Tips for the Mystery Boxes lesson:
— All Mystery Boxes should be prepared in advance by the teacher so that students have no clue what is inside.
— Objects should be ordinary, common objects, familiar to students.
— Use only one type of item in each box (i.e. do not mix pencils and pens in the same box).
— Objects should roll, slide, or move easily if shaken. Do not use a single tissue, cotton ball, or similar (relatively weightless) object which cannot be sensed in the box.
— Boxes should be large enough to allow objects to roll or slide freely: front to back, side to side, up and down.
— Boxes should be securely sealed to prevent objects from falling out or students from peeking in.
— Multiple items should be used if a single item alone will not have enough identifiable characteristics (a single coin will not be as effective as multiple coins).
— When preparing boxes for a large group class, separate the group into teams and have duplicate sets of boxes so that each team works on the same items. Number the boxes and keep a (hidden) list of their contents to prevent confusion. (All boxes marked #1 contain pencils, all #2 boxes contain rubber bands, etc.)
— Various sizes and shapes of boxes will keep team members focused on their own boxes: “Our #1 box is large and flat, while their #1 box is smaller and taller; they probably don’t contain the same things.” The order of testing the boxes is up to each team: they do not have to proceed in numerical order.
— A set of six boxes (per team) kept each team of five to six students busy for an hour testing, comparing, and discussing. When a team declared that they knew what was in a specific box, I did not lie about the contents, but slyly asked, “Are you sure?” to keep them reasoning and retesting for a longer time.

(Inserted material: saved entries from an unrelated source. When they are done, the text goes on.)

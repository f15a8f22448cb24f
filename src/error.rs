//! Error types for catalog loading and track sampling

use chrono::{DateTime, Utc};
use thiserror::Error;

/// Errors raised while loading a catalog or sampling satellite positions
#[derive(Error, Debug, Clone, PartialEq)]
pub enum TrackError {
    /// The catalog source could not be fetched, read or parsed into any record
    #[error("catalog unavailable from {origin}: {reason}")]
    CatalogUnavailable { origin: String, reason: String },

    /// Requested satellite count is zero or larger than the catalog
    #[error("cannot select {requested} satellite(s) from a catalog of {available}")]
    InvalidSelectionCount { requested: usize, available: usize },

    /// A time window with no sample instants
    #[error("time window must contain at least one sample (got {sample_count})")]
    InvalidWindow { sample_count: u32 },

    /// Catalog index outside [0, len)
    #[error("satellite index {index} is out of range for a catalog of {len}")]
    InvalidIndex { index: usize, len: usize },

    /// Position evaluation failed for one record at one instant
    #[error("propagation failed for {name} (NORAD {norad}, index {index}) at {at}: {reason}")]
    Propagation {
        index: usize,
        norad: u32,
        name: String,
        at: DateTime<Utc>,
        reason: String,
    },
}

/// Result type for sampler operations
pub type Result<T> = std::result::Result<T, TrackError>;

— I did not tell students what types of items to expect; they were told only “common, everyday objects.” Students had to use their own knowledge to decide what was inside.
— Students must depend on hearing alone (cannot see or feel box contents). Tipping and shaking each box is acceptable, but squeezing or crushing the box to feel its contents is not permitted.
— Thinking skills become better developed as this exercise progresses. Students should test all boxes, and then go through them again, using the knowledge gained throughout the testing process in retesting each box.
— Students may compare the characteristics of boxes with each other (i.e. this box sounds more like coins than that box does).
— Provide paper and pencils for students to write down their hypotheses, reasoning, and conclusions. This is the essential portion of the lesson: learning how to write down their process of experimentation. Students may use their own notebooks, or you may choose to make form-style “lab sheets,” but writing down the process changes this from an entertaining party game into a profitable science lesson.